This is an archive of the discontinued LLVM Phabricator instance.

[analyzer] Added custom hashing to the CloneDetector.
ClosedPublic

Authored by teemperor on Jul 19 2016, 7:34 AM.

Details

Summary

The CloneDetector consumes in it's current state to much memory to analyze big code bases such as SQLite.

This patch reintroduces the custom hashing functionality which replaces CloneSignature's large data vectors with fixed size hash codes. This includes an additional check for each clone that prevents that the CloneDetector produces false-positives because of collisions in the hash function.

Diff Detail

Repository
rL LLVM

Event Timeline

teemperor updated this revision to Diff 64497.Jul 19 2016, 7:34 AM
teemperor retitled this revision from to Added false-positive filter for unintended hash code collisions to the CloneDetector..
teemperor updated this object.
teemperor added reviewers: v.g.vassilev, zaks.anna, NoQ.
v.g.vassilev requested changes to this revision.Jul 20 2016, 5:39 AM
v.g.vassilev edited edge metadata.

Could you add some tests?

This revision now requires changes to proceed.Jul 20 2016, 5:39 AM
NoQ edited edge metadata.Jul 22 2016, 1:59 AM

Hmm. Since you're working with FoldingSetNodeIDs, maybe you could avoid numeric hashes completely in your code, and use FoldingSetNodeIDs themselves as your keys? Just organize the whole clone list as a map from FoldingSetNodeIDs to lists of particular code samples. There would be no collisions at all from the beginning (even if internally the map would hash the FoldingSetNodeIDs to a number and there will be collisions in this hashing, but you wouldn't need to know about them - and there's no performance loss at the same time).

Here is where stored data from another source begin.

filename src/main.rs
use anyhow::{bail, Context, Result};
use clap::Parser;
use log::{info, warn, LevelFilter};
use phagomarkers::prelude::*;
use std::fs::File;
use std::path::PathBuf;

/// Command line arguments
#[derive(Parser, Debug)]
#[command(
    name = "phagomarkers",
    version,
    about = "Presence/absence matrix of phagotrophy markers across annotated genomes"
)]
struct Args {
    /// Directory holding one `.tsv` annotation table per species
    #[arg(long = "input-dir", env = "PHAGO_INPUT_DIR")]
    input_dir: PathBuf,

    /// Directory the matrix is written to
    #[arg(long = "output-dir", env = "PHAGO_OUTPUT_DIR")]
    output_dir: PathBuf,

    /// File name of the matrix inside the output directory
    #[arg(long = "output-name", default_value = "presence_absence.tsv")]
    output_name: String,

    /// Tab separated `name`/`pattern` table replacing the built-in markers
    #[arg(long = "markers")]
    markers: Option<PathBuf>,

    /// Abort the run on the first unreadable annotation table
    #[arg(long = "strict")]
    strict: bool,

    /// Set logging level
    #[arg(long = "log-level", default_value = "info")]
    log_level: LevelFilter,
}

fn main() -> Result<()> {
    let args = Args::parse();
    setup_logging(args.log_level);

    let registry = load_registry(&args)?;
    info!("Looking for {} markers: {}", registry.len(), registry.names().join(", "));

    if !args.input_dir.is_dir() {
        bail!("Input directory not found: {}", args.input_dir.display());
    }

    let policy = if args.strict {
        FailurePolicy::Abort
    } else {
        FailurePolicy::Skip
    };
    let reader = TsvReaderBuilder::new(&args.input_dir).build();
    let mut sink = TsvFileSink::new(args.output_dir.join(&args.output_name));

    let report = run(
        &DirectoryLister::new(&args.input_dir),
        &reader,
        &registry,
        &mut sink,
        policy,
    )
    .with_context(|| format!("Scanning {} failed", args.input_dir.display()))?;

    info!(
        "{} species in {}, {} other file(s) ignored",
        report.matrix.columns().len(),
        sink.path().display(),
        report.skipped.len()
    );
    for failure in &report.failed {
        warn!("{} is missing from the matrix: {}", failure.file, failure.error);
    }
    Ok(())
}

fn load_registry(args: &Args) -> Result<MarkerRegistry> {
    match &args.markers {
        Some(path) => {
            let file = File::open(path)
                .with_context(|| format!("Could not open marker table {}", path.display()))?;
            let registry = MarkerRegistry::from_tsv(file, &path.to_string_lossy())?;
            if registry.is_empty() {
                bail!("Marker table {} defines no markers", path.display());
            }
            Ok(registry)
        }
        None => Ok(MarkerRegistry::phagotrophy()?),
    }
}

/// Logs to stderr with a timestamp, level and target on each line
fn setup_logging(level: LevelFilter) {
    let mut builder = env_logger::Builder::new();
    builder.filter_level(level);
    builder.format(|buf, record| {
        use chrono::Local;
        use std::io::Write;
        writeln!(
            buf,
            "{} - {} - {} - {}",
            Local::now().format("%Y-%m-%d %H:%M:%S"),
            record.level(),
            record.target(),
            record.args()
        )
    });
    builder.init();
}
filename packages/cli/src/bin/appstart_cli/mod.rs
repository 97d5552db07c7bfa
pub mod init;
pub mod run;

@teemperor: could you summarize what we discussed at the phone meeting today wrt to this patch.

teemperor edited edge metadata.Jul 25 2016, 5:02 PM
teemperor added a subscriber: cfe-commits.

This patch is no longer needed because the CloneDetector from patch https://reviews.llvm.org/D20795 no longer uses custom hashing.

teemperor abandoned this revision.Jul 30 2016, 10:11 AM
teemperor updated this revision to Diff 67691.Aug 11 2016, 8:13 AM
teemperor edited edge metadata.
  • Rebased the patch to the newest code base.

This patch is live again as it turned out that the CloneDetector can't handle large code bases without it. The simpler approach that we implemented instead consumed too much memory (e.g. at least 15 GB for analyzing SQLite) because the large data vectors and the quadratic space complexity of the sub-sequence search didn't play together very well.

teemperor updated this revision to Diff 67715.Aug 11 2016, 11:29 AM
teemperor retitled this revision from Added false-positive filter for unintended hash code collisions to the CloneDetector. to [analyzer] Added custom hashing to the CloneDetector..
teemperor updated this object.
teemperor edited edge metadata.
  • Fixed some formatting problems.
  • Updated Title/Summary
NoQ added a comment.Aug 15 2016, 8:44 AM

Considering the refactoring planned in D23418, i've no more comments on the part of the code that isn't rewritten in the subsequent review. I like how the new hashing system is put to work here.

lib/Analysis/CloneDetection.cpp
565 ↗(On Diff #67715)

Hmm. FoldingSetNodeIDWrapper? Because in fact we're wrapping neither a set, nor a node, but only an ID.

576 ↗(On Diff #67715)

// end anonymous namespace?

teemperor marked 2 inline comments as done.Aug 16 2016, 6:13 AM
teemperor updated this revision to Diff 68170.Aug 16 2016, 6:15 AM
  • Renamed FoldingSetWrapper to FoldingSetNodeIDWrapper
  • Added missing // end anonymous namespace
teemperor planned changes to this revision.Aug 16 2016, 7:34 AM
  • As the hash_stream patch will take a while to land upstream, we will change this to use FoldingSetNodeID and change it to hash_stream once that landed.
v.g.vassilev accepted this revision.Aug 16 2016, 8:09 AM
v.g.vassilev edited edge metadata.

LGTM.

teemperor updated this revision to Diff 68632.Aug 18 2016, 4:15 PM
teemperor edited edge metadata.
  • Moved from hash_stream to LLVM's MD5 implementation.
This revision is now accepted and ready to land.Aug 18 2016, 4:15 PM
NoQ added inline comments.Aug 20 2016, 3:19 AM
lib/Analysis/CloneDetection.cpp
550 ↗(On Diff #68632)

Hmm, this still uses hash_stream.

teemperor updated this revision to Diff 68778.Aug 20 2016, 5:49 AM
  • Replaced hash_stream with MD5 in the sub-sequence code.
teemperor marked an inline comment as done.Aug 20 2016, 5:49 AM
This revision was automatically updated to reflect the committed changes.